Beyond the benefits of this and potential future agreements with China, there is a significant domestic component to this deal. Dvorkovich and Gazprom are waging a highly public battle with both Igor Sechin, the head of Russian oil giant Rosneft, and Novatek. Gazprom faces declining demand at home and in Europe, high costs, rent-seeking, excessive government taxation, over-spending on unrelated projects, and the prospect of US-led shale gas and LNG transformations overtaking it. This deal with China is, therefore, enormously important to Gazprom given the Russian gas monopoly’s plans for major Far Eastern investments and the pressure from its domestic competitors (Moscow Times, December 26, 2012).

Rosneft, not to be outdone, simultaneously proposed a $30 billion oil-for-loans deal with China, possibly doubling Russian petroleum exports to the PRC. The deal would make China the largest consumer of Russian oil and further divert supplies away from Europe (RT, February 14; Reuters, February 23). China would certainly find it attractive to place Rosneft in debt to it by so great an amount, but either the existing oil pipeline would have to be doubled or a second one built necessitating a huge investment. Moreover, though Beijing loaned Rosneft and Russian state-owned pipeline manager Transneft the money to build the original oil pipeline to China—the East Siberia–Pacific Ocean or ESPO pipeline—that project became ensnared in litigation until Russia dropped the export price. Moscow is not likely to do that again without pressure.

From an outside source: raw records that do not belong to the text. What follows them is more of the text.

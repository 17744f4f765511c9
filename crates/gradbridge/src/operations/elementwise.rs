//! Element-wise tensor operations.
//!
//! Binary operations require identical shapes; there is no broadcasting.

use crate::error::TensorError;
use crate::scalar::Scalar;
use crate::tensor::DenseTensor;

/// Apply a function to each element, returning a new tensor.
///
/// # Example
///
/// ```
/// use gradbridge::DenseTensor;
/// use gradbridge::operations::apply;
///
/// let t = DenseTensor::from_vec(vec![1.0, 4.0, 9.0], &[3]).unwrap();
/// let ts = apply(&t, |x: f64| x.sqrt());
/// assert_eq!(ts.data(), &[1.0, 2.0, 3.0]);
/// ```
pub fn apply<ElT: Scalar, F>(tensor: &DenseTensor<ElT>, f: F) -> DenseTensor<ElT>
where
    F: Fn(ElT) -> ElT,
{
    let mut out = tensor.clone();
    for x in out.data_mut() {
        *x = f(*x);
    }
    out
}

/// Apply a binary function combining two tensors element-wise.
///
/// Both tensors must have the same shape.
///
/// # Example
///
/// ```
/// use gradbridge::DenseTensor;
/// use gradbridge::operations::apply_binary;
///
/// let a = DenseTensor::from_vec(vec![1.0, 2.0, 3.0], &[3]).unwrap();
/// let b = DenseTensor::from_vec(vec![4.0, 5.0, 6.0], &[3]).unwrap();
/// let c = apply_binary(&a, &b, |x, y| x + y).unwrap();
/// assert_eq!(c.data(), &[5.0, 7.0, 9.0]);
/// ```
pub fn apply_binary<ElT: Scalar, F>(
    a: &DenseTensor<ElT>,
    b: &DenseTensor<ElT>,
    f: F,
) -> Result<DenseTensor<ElT>, TensorError>
where
    F: Fn(ElT, ElT) -> ElT,
{
    if a.shape() != b.shape() {
        return Err(TensorError::ShapeMismatch {
            lhs: a.shape().to_vec(),
            rhs: b.shape().to_vec(),
        });
    }
    let data: Vec<ElT> = a
        .data()
        .iter()
        .zip(b.data().iter())
        .map(|(&x, &y)| f(x, y))
        .collect();
    DenseTensor::from_vec(data, a.shape())
}

/// Element-wise sum `a + b`.
pub fn add<ElT: Scalar>(
    a: &DenseTensor<ElT>,
    b: &DenseTensor<ElT>,
) -> Result<DenseTensor<ElT>, TensorError> {
    apply_binary(a, b, |x, y| x + y)
}

/// Element-wise difference `a - b`.
pub fn sub<ElT: Scalar>(
    a: &DenseTensor<ElT>,
    b: &DenseTensor<ElT>,
) -> Result<DenseTensor<ElT>, TensorError> {
    apply_binary(a, b, |x, y| x - y)
}

/// Element-wise (Hadamard) product `a * b`.
pub fn mul<ElT: Scalar>(
    a: &DenseTensor<ElT>,
    b: &DenseTensor<ElT>,
) -> Result<DenseTensor<ElT>, TensorError> {
    apply_binary(a, b, |x, y| x * y)
}

/// Multiply all elements by a scalar, returning a new tensor.
///
/// # Example
///
/// ```
/// use gradbridge::DenseTensor;
/// use gradbridge::operations::scale;
///
/// let t = DenseTensor::from_vec(vec![1.0, 2.0, 3.0], &[3]).unwrap();
/// assert_eq!(scale(&t, 2.0).data(), &[2.0, 4.0, 6.0]);
/// ```
pub fn scale<ElT: Scalar>(tensor: &DenseTensor<ElT>, alpha: ElT) -> DenseTensor<ElT> {
    apply(tensor, |x| x * alpha)
}

/// Negate every element.
pub fn neg<ElT: Scalar>(tensor: &DenseTensor<ElT>) -> DenseTensor<ElT> {
    apply(tensor, |x| -x)
}

/// Sum of all elements.
pub fn sum<ElT: Scalar>(tensor: &DenseTensor<ElT>) -> ElT {
    tensor
        .data()
        .iter()
        .fold(ElT::zero(), |acc, &x| acc + x)
}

It thus appears that Moscow and Beijing have turned a corner on their long-standing gas pipeline project, but the issue of price remains to be resolved. Second, both governments are trying to draw closer together by overcoming long-standing obstacles to their relationship; and the likely catalyst for this is a shared sense of US pressure. Third, these deals, if they materialize, will considerably strengthen Russia’s standing in Asia as well as Moscow’s Asian policy. But it also is true, finally, that the rivalry among Novatek, Rosneft and Gazprom indicates that Russian energy and foreign policies are frequently driven by rival business and factional interests. Those rivalries will clearly not go away anytime soon.